- Born: 1973 (age 52–53) Bakersfield, California, U.S.
- Occupation: Winemaker

= Austin Hope =

American winemaker (born 1973)

Austin Hope (born 1973) is the president and winemaker of Hope Family Wines, a Paso Robles, California-based wine producer encompassing the Liberty School, Treana, Austin Hope, Troublemaker, and Candor wine labels.

Hope is a third generation farmer, who moved from Bakersfield to Paso Robles with his family in 1978 when his parents Chuck and Marlyn Hope bought a ranch to plant apple orchards and grape vineyards. The Hope family realized that Paso Robles was better suited for grape growing, which became their signature crop. Hope was eight years old when the grapes first became available; growing up, he would often play in the vineyards as his father worked.

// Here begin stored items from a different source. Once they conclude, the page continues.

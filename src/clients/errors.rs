//! Error types for Render API requests.
//!
//! Every failure surfaced by the transport or the resource layer is a single
//! [`RenderError`] tagged with an [`ErrorKind`]. HTTP failures keep the status
//! code, the provider's structured error body and the `x-request-id` header so
//! callers can correlate with Render support.
//!
//! # Status mapping
//!
//! | Status | Kind |
//! |---|---|
//! | 400 | [`ErrorKind::BadRequest`] |
//! | 401 | [`ErrorKind::Auth`] |
//! | 402 | [`ErrorKind::PaymentRequired`] |
//! | 403 | [`ErrorKind::Forbidden`] |
//! | 404 | [`ErrorKind::NotFound`] |
//! | 406 | [`ErrorKind::NotAcceptable`] |
//! | 409 | [`ErrorKind::Conflict`] |
//! | 410 | [`ErrorKind::Gone`] |
//! | 429 | [`ErrorKind::RateLimit`] |
//! | 500 | [`ErrorKind::Server`] |
//! | 503 | [`ErrorKind::ServiceUnavailable`] |
//! | other | [`ErrorKind::Api`] |
//!
//! # Example
//!
//! ```rust,ignore
//! use render_api::{ErrorKind, RenderError};
//!
//! match client.projects().retrieve("prj-123").await {
//!     Ok(project) => println!("{}", project.name),
//!     Err(e) if e.kind() == ErrorKind::NotFound => println!("gone"),
//!     Err(e) if e.kind() == ErrorKind::RateLimit => {
//!         println!("retry after {:?}s (request {:?})", e.retry_after(), e.request_id());
//!     }
//!     Err(e) => println!("error: {e}"),
//! }
//! ```

use std::fmt;
use std::time::Duration;

use serde::{Deserialize, Serialize};
use thiserror::Error;

/// Boxed source error carried by transport failures.
pub type BoxError = Box<dyn std::error::Error + Send + Sync + 'static>;

/// The category of a [`RenderError`].
#[derive(Clone, Copy, Debug, PartialEq, Eq, Hash)]
pub enum ErrorKind {
    /// HTTP 400.
    BadRequest,
    /// HTTP 401, invalid or missing API key.
    Auth,
    /// HTTP 402.
    PaymentRequired,
    /// HTTP 403.
    Forbidden,
    /// HTTP 404.
    NotFound,
    /// HTTP 406.
    NotAcceptable,
    /// HTTP 409.
    Conflict,
    /// HTTP 410.
    Gone,
    /// HTTP 429. Carries the `retry-after` hint when the server sent one.
    RateLimit,
    /// HTTP 500.
    Server,
    /// HTTP 503.
    ServiceUnavailable,
    /// Any other non-2xx status.
    Api,
    /// Connectivity failure (DNS, connection refused, reset, ...).
    Network,
    /// An attempt exceeded its configured duration.
    Timeout,
    /// A response payload did not match the expected model.
    Validation,
    /// A successful response body was not valid JSON.
    Decode,
    /// The request could not be built (e.g. an invalid header).
    InvalidRequest,
}

impl ErrorKind {
    /// Maps an HTTP status code to its error kind.
    #[must_use]
    pub const fn from_status(status: u16) -> Self {
        match status {
            400 => Self::BadRequest,
            401 => Self::Auth,
            402 => Self::PaymentRequired,
            403 => Self::Forbidden,
            404 => Self::NotFound,
            406 => Self::NotAcceptable,
            409 => Self::Conflict,
            410 => Self::Gone,
            429 => Self::RateLimit,
            500 => Self::Server,
            503 => Self::ServiceUnavailable,
            _ => Self::Api,
        }
    }

    /// Returns `true` if the transport retries failures of this kind.
    #[must_use]
    pub const fn is_retryable(self) -> bool {
        matches!(
            self,
            Self::RateLimit | Self::Server | Self::ServiceUnavailable | Self::Network | Self::Timeout
        )
    }

    /// Returns a stable, machine-readable code for this kind.
    #[must_use]
    pub const fn code(self) -> &'static str {
        match self {
            Self::BadRequest => "BAD_REQUEST",
            Self::Auth => "AUTH",
            Self::PaymentRequired => "PAYMENT_REQUIRED",
            Self::Forbidden => "FORBIDDEN",
            Self::NotFound => "NOT_FOUND",
            Self::NotAcceptable => "NOT_ACCEPTABLE",
            Self::Conflict => "CONFLICT",
            Self::Gone => "GONE",
            Self::RateLimit => "RATE_LIMIT",
            Self::Server => "SERVER",
            Self::ServiceUnavailable => "SERVICE_UNAVAILABLE",
            Self::Api => "API",
            Self::Network => "NETWORK",
            Self::Timeout => "TIMEOUT",
            Self::Validation => "VALIDATION",
            Self::Decode => "DECODE",
            Self::InvalidRequest => "INVALID_REQUEST",
        }
    }
}

impl fmt::Display for ErrorKind {
    fn fmt(&self, f: &mut fmt::Formatter<'_>) -> fmt::Result {
        f.write_str(self.code())
    }
}

/// Structured error body returned by the Render API.
///
/// All fields are optional; unknown fields are ignored.
#[derive(Clone, Debug, Default, PartialEq, Eq, Serialize, Deserialize)]
pub struct ApiErrorBody {
    /// Provider error identifier.
    #[serde(default, skip_serializing_if = "Option::is_none")]
    pub id: Option<String>,
    /// Human-readable error message.
    #[serde(default, skip_serializing_if = "Option::is_none")]
    pub message: Option<String>,
    /// Error type, when the provider sends one.
    #[serde(default, rename = "type", skip_serializing_if = "Option::is_none")]
    pub error_type: Option<String>,
}

impl ApiErrorBody {
    /// Parses an error body, tolerating empty or malformed input.
    #[must_use]
    pub fn parse(text: &str) -> Option<Self> {
        if text.trim().is_empty() {
            return None;
        }
        serde_json::from_str(text).ok()
    }
}

/// Error returned by every Render API operation.
///
/// Use [`kind`](Self::kind) to branch on the failure category. Fields that do
/// not apply to a kind are `None` (a `Network` error has no status, only a
/// `Timeout` error has a timeout).
#[derive(Debug, Error)]
#[error("{message}")]
pub struct RenderError {
    kind: ErrorKind,
    message: String,
    status: Option<u16>,
    response: Option<ApiErrorBody>,
    request_id: Option<String>,
    retry_after: Option<u64>,
    timeout: Option<Duration>,
    #[source]
    source: Option<BoxError>,
}

impl RenderError {
    fn new(kind: ErrorKind, message: impl Into<String>) -> Self {
        Self {
            kind,
            message: message.into(),
            status: None,
            response: None,
            request_id: None,
            retry_after: None,
            timeout: None,
            source: None,
        }
    }

    /// Creates the error for a non-2xx response.
    ///
    /// The kind is derived from `status`.
    #[must_use]
    pub fn from_status(
        status: u16,
        message: impl Into<String>,
        response: Option<ApiErrorBody>,
        request_id: Option<String>,
        retry_after: Option<u64>,
    ) -> Self {
        Self {
            status: Some(status),
            response,
            request_id,
            retry_after,
            ..Self::new(ErrorKind::from_status(status), message)
        }
    }

    /// Creates a connectivity error.
    #[must_use]
    pub fn network(message: impl Into<String>, source: Option<BoxError>) -> Self {
        Self {
            source,
            ..Self::new(ErrorKind::Network, message)
        }
    }

    /// Creates a timeout error for an attempt bounded by `timeout`.
    #[must_use]
    pub fn timeout(timeout: Duration) -> Self {
        Self {
            timeout: Some(timeout),
            ..Self::new(
                ErrorKind::Timeout,
                format!("Request timed out after {}ms", timeout.as_millis()),
            )
        }
    }

    /// Creates a validation error for a payload that does not match its model.
    #[must_use]
    pub fn validation(message: impl Into<String>, source: Option<BoxError>) -> Self {
        Self {
            source,
            ..Self::new(ErrorKind::Validation, message)
        }
    }

    /// Creates a decode error for a successful response that is not JSON.
    #[must_use]
    pub fn decode(message: impl Into<String>, source: Option<BoxError>) -> Self {
        Self {
            source,
            ..Self::new(ErrorKind::Decode, message)
        }
    }

    /// Creates an error for a request that could not be built.
    #[must_use]
    pub fn invalid_request(message: impl Into<String>) -> Self {
        Self::new(ErrorKind::InvalidRequest, message)
    }

    /// Sets the request id, keeping any existing one.
    #[must_use]
    pub fn with_request_id(mut self, request_id: Option<String>) -> Self {
        if self.request_id.is_none() {
            self.request_id = request_id;
        }
        self
    }

    /// Returns the error kind.
    #[must_use]
    pub const fn kind(&self) -> ErrorKind {
        self.kind
    }

    /// Returns the human-readable message.
    #[must_use]
    pub fn message(&self) -> &str {
        &self.message
    }

    /// Returns the HTTP status, for errors produced by a response.
    #[must_use]
    pub const fn status(&self) -> Option<u16> {
        self.status
    }

    /// Returns the structured error body sent by the API, if any.
    #[must_use]
    pub const fn response(&self) -> Option<&ApiErrorBody> {
        self.response.as_ref()
    }

    /// Returns the `x-request-id` of the failing response, if any.
    #[must_use]
    pub fn request_id(&self) -> Option<&str> {
        self.request_id.as_deref()
    }

    /// Returns the `retry-after` hint in seconds, if the server sent one.
    #[must_use]
    pub const fn retry_after(&self) -> Option<u64> {
        self.retry_after
    }

    /// Returns the attempt duration that was exceeded, for timeout errors.
    #[must_use]
    pub const fn timeout_duration(&self) -> Option<Duration> {
        self.timeout
    }

    /// Returns `true` if the transport would retry this error.
    #[must_use]
    pub const fn is_retryable(&self) -> bool {
        self.kind.is_retryable()
    }
}

impl From<reqwest::Error> for RenderError {
    fn from(err: reqwest::Error) -> Self {
        if err.is_builder() {
            Self::invalid_request(format!("Invalid request: {err}"))
        } else if err.is_timeout() {
            Self {
                source: Some(Box::new(err)),
                ..Self::new(ErrorKind::Timeout, "Request timed out")
            }
        } else if err.is_decode() {
            let message = format!("Failed to decode response body: {err}");
            Self::decode(message, Some(Box::new(err)))
        } else {
            let message = format!("Network error: {err}");
            Self::network(message, Some(Box::new(err)))
        }
    }
}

During the 1980s and 1990s, the Hope family grew grapes for various wine producers. In the 1980s, the Wagner family, owners of Napa Valley's Caymus Vineyards, turned to the Hope family to source Cabernet Sauvignon grapes for their Liberty School label. This began a long-lasting partnership between the two families. While studying fruit science at California Polytechnic State University, San Luis Obispo, Hope worked part-time in Napa Valley under Caymus Winemaker Chuck Wagner, and also spent time at wineries in the Rhone Valley region in France. He later pursued winemaking and created Hope Family Wines.

After graduating from Cal Poly, San Luis Obispo in 1996 with a Bachelor of Science, Hope helped oversee his family's transition from bulk grape producers to winemakers. That year, the Hope's acquired the Liberty School label from the Wagners. In 1996, they launched Treana Winery – Hope helped produce Treana's debut 1996 vintage as assistant winemaker under Chris Phelps. Hope became the head winemaker of Hope Family Wines in 1998 and has held the position ever since. Hope Family Wines now produces over 400,000 cases per year.

In 2000, the Hope family started a limited-production label, Austin Hope, focused exclusively on Rhone varietals grown on the family's vineyard, located in one of the Templeton Gap area's microclimates in Paso Robles’ cooler climate west side.

In 2008, the Hope family introduced Candor Wines, a multi-vintage label focusing on Zinfandel and Merlot wines with fruit sourced from family-owned vineyards in Santa Barbara, Paso Robles and Lodi. They introduced their second multi-vintage blend, named Troublemaker, in 2010. Hope believes multi-vintage blending enables enhanced complexity and drinkability.

== Recognition ==

Hope was named “Winemaker of the Year” at the California Mid-State Fair in 2009. He formerly served as chairperson for the Paso Robles Wine Country Alliance.